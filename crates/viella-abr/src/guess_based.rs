use std::time::Duration;

use web_time::Instant;

use crate::{
    last_estimate::LastEstimate,
    network_analyzer::estimate_request_bandwidth,
    pending_requests::RequestInfo,
    score::{MaintainabilityScoreTracker, ScoreConfidence},
    types::{AbrAlgorithm, PlaybackObservation, Representation},
};

/// Estimates which Representation should be played based on risky guesses.
///
/// The chooser attempts switching to the superior quality when conditions
/// allow it, then watches whether that quality can actually be maintained.
/// If it cannot, it rolls back to the previous maintainable one and blocks
/// further guesses for a while.
///
/// This is the riskiest strategy in terms of rebuffering chances. It is only
/// consulted where nothing else adapts fast enough, i.e. low-latency
/// contents played close to the live edge.
#[derive(Debug, Default)]
pub struct GuessBasedChooser {
    consecutive_wrong_guesses: u32,
    block_guesses_until: Option<Instant>,
    last_maintainable_bitrate: Option<u64>,
}

impl GuessBasedChooser {
    /// Seconds of buffer required before daring a guess.
    const MIN_BUFFER_GAP_FOR_GUESS: f64 = 2.5;
    /// Cooldown grows by this much per consecutive wrong guess.
    const BLOCK_STEP: Duration = Duration::from_secs(15);
    /// Cooldown cap.
    const MAX_BLOCK: Duration = Duration::from_secs(120);

    pub fn new() -> Self {
        Self::default()
    }

    /// Perform a guess: the Representation to load next according to this
    /// chooser, or `None` to fall back to the other algorithms.
    ///
    /// `representations` must be sorted by ascending bitrate.
    /// `incoming_best_bitrate` is the bitrate chosen by the most optimistic
    /// of the other algorithms for this tick.
    #[expect(clippy::too_many_arguments)] // mirrors the decision tick inputs
    pub fn guess(
        &mut self,
        representations: &[Representation],
        observation: &PlaybackObservation,
        current_representation: &Representation,
        incoming_best_bitrate: u64,
        requests: &[&RequestInfo],
        score_tracker: &MaintainabilityScoreTracker,
        prev_estimate: &LastEstimate,
        now: Instant,
    ) -> Option<Representation> {
        let buffer_gap = observation.buffer_gap;
        let speed = observation.speed;
        let last_chosen = prev_estimate.representation.as_ref()?;
        let was_guessing = prev_estimate.algorithm == Some(AbrAlgorithm::GuessBased);

        if incoming_best_bitrate > last_chosen.bitrate {
            // The other algorithms already went higher than any guess we
            // could make here.
            if was_guessing {
                self.last_maintainable_bitrate = Some(last_chosen.bitrate);
                self.consecutive_wrong_guesses = 0;
            }
            return None;
        }

        let score_data = score_tracker.estimate(current_representation);

        if !was_guessing {
            let score_data = score_data?;
            if self.can_guess_higher(buffer_gap, speed, score_data, now) {
                if let Some(next) = next_representation(representations, current_representation) {
                    return Some(next.clone());
                }
            }
            return None;
        }

        // Already in guessing mode from here on.
        if self.is_last_guess_validated(last_chosen, incoming_best_bitrate, score_data) {
            tracing::debug!(bitrate = last_chosen.bitrate, "guessed representation validated");
            self.last_maintainable_bitrate = Some(last_chosen.bitrate);
            self.consecutive_wrong_guesses = 0;
        }

        if current_representation.id != last_chosen.id {
            // Playback did not switch onto the guess yet; re-affirm it.
            return Some(last_chosen.clone());
        }

        if self.should_stop_guess(last_chosen, score_data, buffer_gap, requests, now) {
            self.consecutive_wrong_guesses += 1;
            let block = (Self::BLOCK_STEP * self.consecutive_wrong_guesses).min(Self::MAX_BLOCK);
            self.block_guesses_until = Some(now + block);
            return previous_representation(representations, current_representation);
        }

        let Some(score_data) = score_data else {
            return Some(current_representation.clone());
        };
        if self.can_guess_higher(buffer_gap, speed, score_data, now) {
            if let Some(next) = next_representation(representations, current_representation) {
                return Some(next.clone());
            }
        }
        Some(current_representation.clone())
    }

    /// Whether the situation gives enough confidence for a higher guess.
    fn can_guess_higher(
        &self,
        buffer_gap: f64,
        speed: f64,
        (score, confidence): (f64, ScoreConfidence),
        now: Instant,
    ) -> bool {
        buffer_gap.is_finite()
            && buffer_gap >= Self::MIN_BUFFER_GAP_FOR_GUESS
            && self.block_guesses_until.is_none_or(|until| now > until)
            && confidence == ScoreConfidence::High
            && score / speed > 1.01
    }

    /// Whether the pending guess seems unmaintainable and should be stopped.
    fn should_stop_guess(
        &self,
        last_guess: &Representation,
        score_data: Option<(f64, ScoreConfidence)>,
        buffer_gap: f64,
        requests: &[&RequestInfo],
        now: Instant,
    ) -> bool {
        if score_data.is_some_and(|(score, _)| score < 1.01) {
            return true;
        }
        if score_data.is_none_or(|(score, _)| score < 1.2) && buffer_gap < 0.6 {
            return true;
        }

        for request in requests
            .iter()
            .filter(|r| r.representation.id == last_guess.id)
        {
            let elapsed_ms = now
                .saturating_duration_since(request.request_timestamp)
                .as_secs_f64()
                * 1000.0;
            if request.segment.is_init {
                if elapsed_ms > 1000.0 {
                    return true;
                }
            } else if elapsed_ms > request.segment.duration * 1000.0 + 200.0 {
                return true;
            } else if let Some(fast_bandwidth) = estimate_request_bandwidth(request) {
                #[expect(clippy::cast_precision_loss)] // bitrates are far below 2^52
                if fast_bandwidth < last_guess.bitrate as f64 * 0.8 {
                    return true;
                }
            }
        }
        false
    }

    /// Whether the last guess proved itself maintainable.
    fn is_last_guess_validated(
        &self,
        last_guess: &Representation,
        incoming_best_bitrate: u64,
        score_data: Option<(f64, ScoreConfidence)>,
    ) -> bool {
        if score_data.is_some_and(|(score, confidence)| {
            confidence == ScoreConfidence::High && score > 1.5
        }) {
            return true;
        }
        incoming_best_bitrate >= last_guess.bitrate
            && self
                .last_maintainable_bitrate
                .is_none_or(|bitrate| bitrate < last_guess.bitrate)
    }
}

/// The Representation with a bitrate immediately superior to the current
/// one, in a list sorted by ascending bitrate. `None` at the top of the
/// ladder or when the current id is absent.
fn next_representation<'a>(
    representations: &'a [Representation],
    current: &Representation,
) -> Option<&'a Representation> {
    let Some(index) = representations.iter().position(|r| r.id == current.id) else {
        tracing::error!(id = %current.id, "current representation not found");
        return None;
    };
    representations[index + 1..]
        .iter()
        .find(|r| r.bitrate > current.bitrate)
}

/// The Representation with a bitrate immediately inferior to the current
/// one. `None` at the bottom of the ladder or when the current id is absent.
fn previous_representation(
    representations: &[Representation],
    current: &Representation,
) -> Option<Representation> {
    let Some(index) = representations.iter().position(|r| r.id == current.id) else {
        tracing::error!(id = %current.id, "current representation not found");
        return None;
    };
    representations[..index]
        .iter()
        .rev()
        .find(|r| r.bitrate < current.bitrate)
        .cloned()
}
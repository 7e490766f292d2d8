use std::{
    collections::HashMap,
    sync::{Arc, Mutex},
};

use crate::{
    bandwidth::BandwidthEstimator,
    error::AbrResult,
    estimator::{FilterSources, RepresentationEstimator, RepresentationEstimatorOptions},
    reference::SharedRef,
    types::{Representation, TrackType},
};

/// Throttling signal cells, per track type.
///
/// Producers (display-size tracking, visibility management) keep writing to
/// the cells they registered here; pipelines read them on every decision.
/// Missing entries never restrict anything.
#[derive(Clone, Debug, Default)]
pub struct AbrThrottlers {
    /// Maximum useful display width, in pixels.
    pub limit_width: HashMap<TrackType, SharedRef<Option<u32>>>,
    /// Maximum bitrate to consider, in bits per second.
    pub throttle_bitrate: HashMap<TrackType, SharedRef<f64>>,
    /// Deprecated synonym of `throttle_bitrate`, consulted when the former
    /// is absent for a type.
    pub throttle: HashMap<TrackType, SharedRef<f64>>,
}

/// Initial configuration of the `AbrManager`.
#[derive(Clone, Debug, Default)]
pub struct AbrOptions {
    /// Whether contents play in low-latency mode, close to the live edge.
    pub low_latency_mode: bool,
    /// Bitrate assumed per type before any bandwidth information exists, in
    /// bits per second. Missing types assume 0.
    pub initial_bitrates: HashMap<TrackType, f64>,
    /// Initial manual bitrate locks. Negative values (the default) mean
    /// automatic mode.
    pub manual_bitrates: HashMap<TrackType, f64>,
    /// Initial floors for automatically-chosen bitrates.
    pub min_auto_bitrates: HashMap<TrackType, f64>,
    /// Initial caps for automatically-chosen bitrates.
    pub max_auto_bitrates: HashMap<TrackType, f64>,
    /// Throttling signals restricting the selectable pools.
    pub throttlers: AbrThrottlers,
}

impl AbrOptions {
    pub fn new() -> Self {
        Self::default()
    }

    /// Enable or disable low-latency mode.
    #[must_use]
    pub fn with_low_latency_mode(mut self, low_latency_mode: bool) -> Self {
        self.low_latency_mode = low_latency_mode;
        self
    }

    /// Set the initial bitrate assumption for a track type.
    #[must_use]
    pub fn with_initial_bitrate(mut self, track_type: TrackType, bitrate: f64) -> Self {
        self.initial_bitrates.insert(track_type, bitrate);
        self
    }

    /// Set the throttling signals.
    #[must_use]
    pub fn with_throttlers(mut self, throttlers: AbrThrottlers) -> Self {
        self.throttlers = throttlers;
        self
    }
}

/// Facade owning one estimate pipeline context per track type.
///
/// Bandwidth estimators are created lazily and survive the pipelines using
/// them: a new pipeline for a type (e.g. after a track switch) keeps
/// benefiting from everything already sampled for that type. Manual and
/// min/max bitrate cells are resolved here and shared with the pipelines,
/// so updating them through the manager is immediately visible to every
/// running pipeline.
pub struct AbrManager {
    low_latency_mode: bool,
    initial_bitrates: HashMap<TrackType, f64>,
    bandwidth_estimators: HashMap<TrackType, Arc<Mutex<BandwidthEstimator>>>,
    manual_bitrates: HashMap<TrackType, SharedRef<f64>>,
    min_auto_bitrates: HashMap<TrackType, SharedRef<f64>>,
    max_auto_bitrates: HashMap<TrackType, SharedRef<f64>>,
    throttlers: AbrThrottlers,
}

impl AbrManager {
    pub fn new(options: AbrOptions) -> Self {
        let AbrOptions {
            low_latency_mode,
            initial_bitrates,
            manual_bitrates,
            min_auto_bitrates,
            max_auto_bitrates,
            throttlers,
        } = options;
        let to_cells = |values: HashMap<TrackType, f64>| {
            values
                .into_iter()
                .map(|(track_type, value)| (track_type, SharedRef::new(value)))
                .collect()
        };
        Self {
            low_latency_mode,
            initial_bitrates,
            bandwidth_estimators: HashMap::new(),
            manual_bitrates: to_cells(manual_bitrates),
            min_auto_bitrates: to_cells(min_auto_bitrates),
            max_auto_bitrates: to_cells(max_auto_bitrates),
            throttlers,
        }
    }

    /// Build the estimate pipeline for one track type and candidate pool.
    ///
    /// Fails when `representations` is empty.
    pub fn representation_estimator(
        &mut self,
        track_type: TrackType,
        representations: Vec<Representation>,
    ) -> AbrResult<RepresentationEstimator> {
        let bandwidth = self.bandwidth_estimator(track_type);
        let initial_bitrate = self
            .initial_bitrates
            .get(&track_type)
            .copied()
            .unwrap_or(0.0);
        let filters = FilterSources {
            limit_width: self.throttlers.limit_width.get(&track_type).cloned(),
            throttle_bitrate: self.throttlers.throttle_bitrate.get(&track_type).cloned(),
            throttle: self.throttlers.throttle.get(&track_type).cloned(),
        };
        RepresentationEstimator::new(RepresentationEstimatorOptions {
            representations,
            initial_bitrate,
            low_latency_mode: self.low_latency_mode,
            bandwidth,
            manual_bitrate: self.manual_cell(track_type),
            min_auto_bitrate: self.min_cell(track_type),
            max_auto_bitrate: self.max_cell(track_type),
            filters,
        })
    }

    /// Lock a type to the highest Representation at or under `bitrate`.
    /// Any negative value goes back to automatic mode.
    pub fn set_manual_bitrate(&mut self, track_type: TrackType, bitrate: f64) {
        self.manual_cell(track_type).set(bitrate);
    }

    pub fn manual_bitrate(&self, track_type: TrackType) -> f64 {
        self.manual_bitrates
            .get(&track_type)
            .map_or(-1.0, SharedRef::get)
    }

    /// Set the floor for automatically-chosen bitrates of a type.
    pub fn set_min_auto_bitrate(&mut self, track_type: TrackType, bitrate: f64) {
        self.min_cell(track_type).set(bitrate);
    }

    pub fn min_auto_bitrate(&self, track_type: TrackType) -> f64 {
        self.min_auto_bitrates
            .get(&track_type)
            .map_or(0.0, SharedRef::get)
    }

    /// Set the cap for automatically-chosen bitrates of a type.
    pub fn set_max_auto_bitrate(&mut self, track_type: TrackType, bitrate: f64) {
        self.max_cell(track_type).set(bitrate);
    }

    pub fn max_auto_bitrate(&self, track_type: TrackType) -> f64 {
        self.max_auto_bitrates
            .get(&track_type)
            .map_or(f64::INFINITY, SharedRef::get)
    }

    fn bandwidth_estimator(&mut self, track_type: TrackType) -> Arc<Mutex<BandwidthEstimator>> {
        Arc::clone(
            self.bandwidth_estimators
                .entry(track_type)
                .or_insert_with(|| {
                    tracing::debug!(?track_type, "creating new bandwidth estimator");
                    Arc::new(Mutex::new(BandwidthEstimator::new()))
                }),
        )
    }

    fn manual_cell(&mut self, track_type: TrackType) -> SharedRef<f64> {
        self.manual_bitrates
            .entry(track_type)
            .or_insert_with(|| SharedRef::new(-1.0))
            .clone()
    }

    fn min_cell(&mut self, track_type: TrackType) -> SharedRef<f64> {
        self.min_auto_bitrates
            .entry(track_type)
            .or_insert_with(|| SharedRef::new(0.0))
            .clone()
    }

    fn max_cell(&mut self, track_type: TrackType) -> SharedRef<f64> {
        self.max_auto_bitrates
            .entry(track_type)
            .or_insert_with(|| SharedRef::new(f64::INFINITY))
            .clone()
    }
}

#[cfg(test)]
mod tests {
    use super::*;

    #[test]
    fn cells_default_to_manual_off_and_unbounded_auto() {
        let manager = AbrManager::new(AbrOptions::default());
        assert_eq!(manager.manual_bitrate(TrackType::Video), -1.0);
        assert_eq!(manager.min_auto_bitrate(TrackType::Video), 0.0);
        assert_eq!(manager.max_auto_bitrate(TrackType::Video), f64::INFINITY);
    }

    #[test]
    fn cells_are_independent_per_track_type() {
        let mut manager = AbrManager::new(AbrOptions::default());
        manager.set_max_auto_bitrate(TrackType::Video, 2_000_000.0);
        assert_eq!(manager.max_auto_bitrate(TrackType::Video), 2_000_000.0);
        assert_eq!(manager.max_auto_bitrate(TrackType::Audio), f64::INFINITY);
    }

    #[test]
    fn options_seed_the_cells() {
        let options = AbrOptions::new()
            .with_initial_bitrate(TrackType::Audio, 128_000.0)
            .with_low_latency_mode(true);
        let mut manager = AbrManager::new(options);
        let pipeline = manager.representation_estimator(
            TrackType::Audio,
            vec![Representation::new("a", 128_000)],
        );
        assert!(pipeline.is_ok());
    }
}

*THE PROBLEM*:
Show every line of the material that includes the string "index".

*TASK RESULT*:
    let Some(index) = representations.iter().position(|r| r.id == current.id) else {
    representations[index + 1..]
    let Some(index) = representations.iter().position(|r| r.id == current.id) else {
    representations[..index]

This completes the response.